Sir Philip Green, owner of Topshop, has just spent £5m on his 55th birthday party on an island in the Indian ocean. Michael Spencer, chief executive of the currency trader Intercapital, was last year said to have been given a £5m bonus -and paid a reported £1m for Robbie Williams to sing at his 50th birthday party. Last year, too, Richard Caring, the rag trader worth £500m, splashed out a reported £ 8m on his Napoleonic ball in St Petersburg. Among the 450 friends present were Bill Clinton, Tina Turner and Elton John.
In the event that affluenza becomes unmanageable, Harley Medical Group provides cosmetic work for tired City boys. “They do work very hard and are under a lot of stress. Many do look older than they are, and they don’t want to be overlooked in promotions because of that,” says Mel Braham, the chairman. American expertise is readily available: personal trainer Kacy Duke flies to London from the States to see clients, as does nutritionist Dr Eric Braverman, a longevity specialist, who charges £26,000 for a weekend of treatments.
As well as envy, the super-rich are prone to paranoia.

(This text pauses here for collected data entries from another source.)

//! 挂载事件源
//!
//! 把平台差异（实时文件系统事件 / 定时轮询）收敛为单一有序通道，由
//! 守护循环顺序消费。两种实现契约一致：卷目录在挂载根下出现时发
//! Mounted，消失时发 Unmounted；同一卷的事件按挂钟顺序投递。

use std::collections::HashSet;
use std::path::{Path, PathBuf};
use std::time::Duration;

use anyhow::{Context, Result};
use notify::{EventKind, RecursiveMode, Watcher};
use tokio::sync::mpsc;
use tracing::{debug, warn};

/// 挂载事件
#[derive(Debug, Clone, PartialEq, Eq)]
pub enum MountEvent {
    /// 卷出现在该路径
    Mounted(PathBuf),
    /// 卷从该路径消失
    Unmounted(PathBuf),
}

/// 监视模式
#[derive(Debug, Clone)]
pub enum WatchMode {
    /// 操作系统的实时文件系统事件
    FsEvents,
    /// 定时轮询挂载根目录做差集
    Poll { interval: Duration },
}

/// 挂载根目录监视器
///
/// `start` 返回事件接收端；`stop`（或析构）终止监视。
pub struct MountWatcher {
    volumes_root: PathBuf,
    mode: WatchMode,
    fs_watcher: Option<notify::RecommendedWatcher>,
    poll_task: Option<tokio::task::JoinHandle<()>>,
}

impl MountWatcher {
    pub fn new(volumes_root: impl Into<PathBuf>) -> Self {
        Self::with_mode(volumes_root, WatchMode::FsEvents)
    }

    pub fn with_mode(volumes_root: impl Into<PathBuf>, mode: WatchMode) -> Self {
        Self {
            volumes_root: volumes_root.into(),
            mode,
            fs_watcher: None,
            poll_task: None,
        }
    }

    /// 启动监视，事件写入返回的通道
    pub fn start(&mut self) -> Result<mpsc::Receiver<MountEvent>> {
        let (tx, rx) = mpsc::channel(64);
        match self.mode.clone() {
            WatchMode::FsEvents => self.start_fs_events(tx)?,
            WatchMode::Poll { interval } => self.start_poll(tx, interval),
        }
        Ok(rx)
    }

    /// 停止监视（通道随之关闭）
    pub fn stop(&mut self) {
        self.fs_watcher = None;
        if let Some(task) = self.poll_task.take() {
            task.abort();
        }
    }

    fn start_fs_events(&mut self, tx: mpsc::Sender<MountEvent>) -> Result<()> {
        let root = self.volumes_root.clone();
        let mut watcher = notify::recommended_watcher(
            move |result: std::result::Result<notify::Event, notify::Error>| {
                let event = match result {
                    Ok(e) => e,
                    Err(e) => {
                        warn!("挂载监视事件错误: {}", e);
                        return;
                    }
                };
                for path in &event.paths {
                    // 只关心挂载根的直接子目录
                    if path.parent() != Some(root.as_path()) {
                        continue;
                    }
                    let mapped = match event.kind {
                        EventKind::Create(_) => MountEvent::Mounted(path.clone()),
                        EventKind::Remove(_) => MountEvent::Unmounted(path.clone()),
                        _ => continue,
                    };
                    // 回调在 notify 自己的线程上，阻塞发送是安全的
                    if tx.blocking_send(mapped).is_err() {
                        return;
                    }
                }
            },
        )
        .context("创建挂载监视器失败")?;

        watcher
            .watch(&self.volumes_root, RecursiveMode::NonRecursive)
            .with_context(|| format!("无法监视 {}", self.volumes_root.display()))?;
        self.fs_watcher = Some(watcher);
        Ok(())
    }

    fn start_poll(&mut self, tx: mpsc::Sender<MountEvent>, interval: Duration) {
        let root = self.volumes_root.clone();
        let task = tokio::spawn(async move {
            let mut known = mounted_set(&root);
            let mut ticker = tokio::time::interval(interval);
            ticker.tick().await;
            loop {
                ticker.tick().await;
                let current = mounted_set(&root);
                for appeared in current.difference(&known) {
                    debug!("轮询发现新挂载: {}", appeared.display());
                    if tx.send(MountEvent::Mounted(appeared.clone())).await.is_err() {
                        return;
                    }
                }
                for gone in known.difference(&current) {
                    debug!("轮询发现卸载: {}", gone.display());
                    if tx.send(MountEvent::Unmounted(gone.clone())).await.is_err() {
                        return;
                    }
                }
                known = current;
            }
        });
        self.poll_task = Some(task);
    }
}

impl Drop for MountWatcher {
    fn drop(&mut self) {
        self.stop();
    }
}

/// 挂载根下的目录集合（不含符号链接，macOS 启动卷以链接形式出现）
fn mounted_set(root: &Path) -> HashSet<PathBuf> {
    let mut set = HashSet::new();
    if let Ok(entries) = std::fs::read_dir(root) {
        for entry in entries.flatten() {
            let path = entry.path();
            if let Ok(meta) = std::fs::symlink_metadata(&path) {
                if meta.is_dir() {
                    set.insert(path);
                }
            }
        }
    }
    set
}
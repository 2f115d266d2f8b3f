pub mod platform;

use std::path::{Path, PathBuf};

use anyhow::Result;
use async_trait::async_trait;
use serde::{Deserialize, Serialize};

pub use platform::SystemDriveDirectory;

/// 可移动卷的元数据
///
/// `id` 跨插拔稳定（平台提供卷 UUID 时用 UUID）；`mount_path` 不稳定，
/// 恰好在卷离线时为 `None`。
#[derive(Debug, Clone, PartialEq, Eq, Serialize, Deserialize)]
#[serde(rename_all = "camelCase")]
pub struct Drive {
    pub id: String,
    pub mount_path: Option<PathBuf>,
    pub display_name: String,
    pub is_external: bool,
    pub is_removable: bool,
}

/// 驱动器目录 - 枚举可移动卷并解析挂载点
///
/// 平台实现负责枚举已挂载卷并过滤启动卷。
#[async_trait]
pub trait DriveDirectory: Send + Sync {
    /// 枚举当前连接的可移动卷（不含启动卷）
    async fn list_drives(&self) -> Result<Vec<Drive>>;

    /// 查询挂载点对应的卷信息
    async fn drive_info(&self, mount_path: &Path) -> Result<Option<Drive>> {
        let drives = self.list_drives().await?;
        Ok(drives
            .into_iter()
            .find(|d| d.mount_path.as_deref() == Some(mount_path)))
    }

    /// 由卷标识解析当前挂载点，未挂载返回 None
    async fn resolve_mount_path(&self, drive_id: &str) -> Result<Option<PathBuf>> {
        let drives = self.list_drives().await?;
        Ok(drives
            .into_iter()
            .find(|d| d.id == drive_id)
            .and_then(|d| d.mount_path))
    }

    /// 挂载点的存储占用描述（如 "已用 120.5G / 共 476.0G"）
    async fn storage_usage(&self, mount_path: &Path) -> Result<Option<String>>;
}

/// 平台默认的卷挂载根目录
pub fn default_volumes_root() -> PathBuf {
    if cfg!(target_os = "macos") {
        PathBuf::from("/Volumes")
    } else {
        // Linux: 优先 /run/media/<user>，回退 /media
        if let Ok(user) = std::env::var("USER") {
            let run_media = PathBuf::from("/run/media").join(&user);
            if run_media.is_dir() {
                return run_media;
            }
        }
        PathBuf::from("/media")
    }
}

/// 人类可读的容量
pub fn format_size(bytes: u64) -> String {
    const KIB: f64 = 1024.0;
    let b = bytes as f64;
    if b >= KIB * KIB * KIB * KIB {
        format!("{:.1}T", b / (KIB * KIB * KIB * KIB))
    } else if b >= KIB * KIB * KIB {
        format!("{:.1}G", b / (KIB * KIB * KIB))
    } else if b >= KIB * KIB {
        format!("{:.1}M", b / (KIB * KIB))
    } else if b >= KIB {
        format!("{:.1}K", b / KIB)
    } else {
        format!("{}B", bytes)
    }
}

#[cfg(test)]
mod tests {
    use super::*;

    #[test]
    fn test_format_size() {
        assert_eq!(format_size(512), "512B");
        assert_eq!(format_size(2048), "2.0K");
        assert_eq!(format_size(5 * 1024 * 1024), "5.0M");
        assert_eq!(format_size(3 * 1024 * 1024 * 1024), "3.0G");
    }
}
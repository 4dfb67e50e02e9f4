use std::path::PathBuf;

use clap::{Parser, Subcommand};
use heroconfig::PowerSetting;

#[derive(Parser, Debug)]
#[command(
    name = "nebula",
    author,
    version,
    about = "Animated shader hero background",
    arg_required_else_help = false
)]
pub struct Cli {
    #[command(flatten)]
    pub run: RunArgs,
    #[command(subcommand)]
    pub command: Option<Command>,
}

#[derive(Parser, Debug, Default)]
pub struct RunArgs {
    /// Configuration file; `<config dir>/nebula.toml` is used when present.
    #[arg(long, value_name = "FILE")]
    pub config: Option<PathBuf>,

    /// Fragment shader to render instead of the built-in nebula.
    #[arg(long, value_name = "FILE")]
    pub shader: Option<PathBuf>,

    /// Initial window size in logical pixels (e.g. `1280x720`).
    #[arg(long, value_name = "WIDTHxHEIGHT", value_parser = parse_size)]
    pub size: Option<(u32, u32)>,

    /// Fraction of the display's pixel density to render at (scale never drops below 1).
    #[arg(long, value_name = "FACTOR", value_parser = parse_dpr_factor)]
    pub dpr_factor: Option<f32>,

    /// GPU adapter preference: `low` or `high`.
    #[arg(long, value_name = "low|high", value_parser = parse_power)]
    pub power: Option<PowerSetting>,
}

#[derive(Subcommand, Debug)]
pub enum Command {
    /// Validate a fragment shader against the uniform contract without opening a window.
    Check {
        #[arg(value_name = "SHADER")]
        shader: PathBuf,
    },
    /// Print the resolved configuration directory and file.
    Where,
}

pub fn parse() -> Cli {
    Cli::parse()
}

pub fn parse_size(value: &str) -> Result<(u32, u32), String> {
    let trimmed = value.trim();
    let (width, height) = trimmed
        .split_once(['x', 'X', '×'])
        .ok_or_else(|| "expected WIDTHxHEIGHT, e.g. 1280x720".to_string())?;
    let width: u32 = width
        .trim()
        .parse()
        .map_err(|_| format!("invalid width '{}'", width.trim()))?;
    let height: u32 = height
        .trim()
        .parse()
        .map_err(|_| format!("invalid height '{}'", height.trim()))?;
    if width == 0 || height == 0 {
        return Err("window dimensions must be greater than zero".into());
    }
    Ok((width, height))
}

pub fn parse_dpr_factor(value: &str) -> Result<f32, String> {
    let factor: f32 = value
        .trim()
        .parse()
        .map_err(|_| format!("invalid factor '{}'", value.trim()))?;
    if !factor.is_finite() || factor <= 0.0 {
        return Err("factor must be a positive number".into());
    }
    Ok(factor)
}

pub fn parse_power(value: &str) -> Result<PowerSetting, String> {
    match value.trim().to_ascii_lowercase().as_str() {
        "low" | "low-power" | "integrated" => Ok(PowerSetting::Low),
        "high" | "high-performance" | "discrete" => Ok(PowerSetting::High),
        other => Err(format!("unknown power preference '{other}'; expected low or high")),
    }
}

#[cfg(test)]
mod tests {
    use super::*;

    #[test]
    fn parses_window_sizes() {
        assert_eq!(parse_size("1280x720").unwrap(), (1280, 720));
        assert_eq!(parse_size(" 800 X 600 ").unwrap(), (800, 600));
        assert!(parse_size("1280").is_err());
        assert!(parse_size("0x720").is_err());
        assert!(parse_size("widex720").is_err());
    }

    #[test]
    fn dpr_factor_must_be_positive() {
        assert_eq!(parse_dpr_factor("0.75").unwrap(), 0.75);
        assert!(parse_dpr_factor("0").is_err());
        assert!(parse_dpr_factor("-1").is_err());
        assert!(parse_dpr_factor("inf").is_err());
    }

    #[test]
    fn parses_power_aliases() {
        assert_eq!(parse_power("HIGH").unwrap(), PowerSetting::High);
        assert_eq!(parse_power("integrated").unwrap(), PowerSetting::Low);
        assert!(parse_power("turbo").is_err());
    }

    #[test]
    fn check_subcommand_takes_a_path() {
        let cli = Cli::try_parse_from(["nebula", "check", "hero.frag"]).unwrap();
        match cli.command {
            Some(Command::Check { shader }) => assert_eq!(shader, PathBuf::from("hero.frag")),
            other => panic!("unexpected command {other:?}"),
        }
    }

    #[test]
    fn run_flags_parse_without_subcommand() {
        let cli = Cli::try_parse_from([
            "nebula",
            "--size",
            "1024x768",
            "--dpr-factor",
            "1.0",
            "--power",
            "high",
        ])
        .unwrap();
        assert!(cli.command.is_none());
        assert_eq!(cli.run.size, Some((1024, 768)));
        assert_eq!(cli.run.dpr_factor, Some(1.0));
        assert_eq!(cli.run.power, Some(PowerSetting::High));
    }
}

Many suspect that people are ripping them off, and turn to professional security firms to put in place safeguards against kidnap and ransom. Will Geddes of International Corporate Protection Group advises clients that surveillance and counter-surveillance operations require a team of no fewer than eight people -watching over the nanny as she takes the children to and from school, or monitoring a former lover who has made death threats. The team may be on the case for weeks. Clients balk at the price, but usually come back after shopping around, he says.
The ultra-high-net-worth individuals don’t risk travelling on commercial planes, and if they’re relatively new to vast riches, they need advice: for instance, they might not include in a pilot’s contract that he must carry their bags onto the plane before they board.
And which plane to buy? The Boeing BBJ 2, a business jet that seems more like a flying house with bedrooms, offices and kitchens for at least £30m? Or the £20m Bombardier Challenger 604, with bespoke Versace interior? Or a Boeing 767 like the one Roman Abramovich bought for £52m -complete with an anti-missile tracking system?
Naturally, Abramovich also has a fleet of yachts. And while the merely rich would typically charter their yachts, the super-rich want them in constant readiness.
The yacht-broker Jamie Edmiston was on a big vessel recently, when the owner complained that he couldn’t find any decent fresh fruit. “There was a helicopter on the yacht,” Edmiston recalls, “that I sent to the market in Cannes -a 400-mile round trip. He got his raspberries and strawberries and was very happy.”
The fruit probably cost £2,000 in fuel and other expenses. “Who cares?”
Edmiston says. “What I cared about was that the owner got what he wanted.”
The Microsoft billionaire Paul Allen owns a yacht called Octopus that is 413ft long, has seven decks, two helipads, a concert space for 260, a swimming pool, basketball court, infirmary, garage, movie theatre, and a submarine for 10 people, capable of remaining underwater for two weeks. The largest of Octopus’s tenders is, at 63ft long, bigger than most yachts.
Other must-have additions to the high-end fleet are known to include: aquatic cars, “paparazzi lights”, jet skis, barstools covered in whale foreskin, Lalique glass doors, an on-board beach, pole-dancing facilities, a remote-controlled robot for exploring the ocean floor, a hydraulic swimming pool that turns into a dance floor, mink blankets, a driving range, Picassos in the loos and 20 varieties of shampoo.
Security features include bulletproof glass, fingerprint recognition on the suites and a private hospital. If these fail to provide the necessary protection, the best yachts also carry high-end coffins.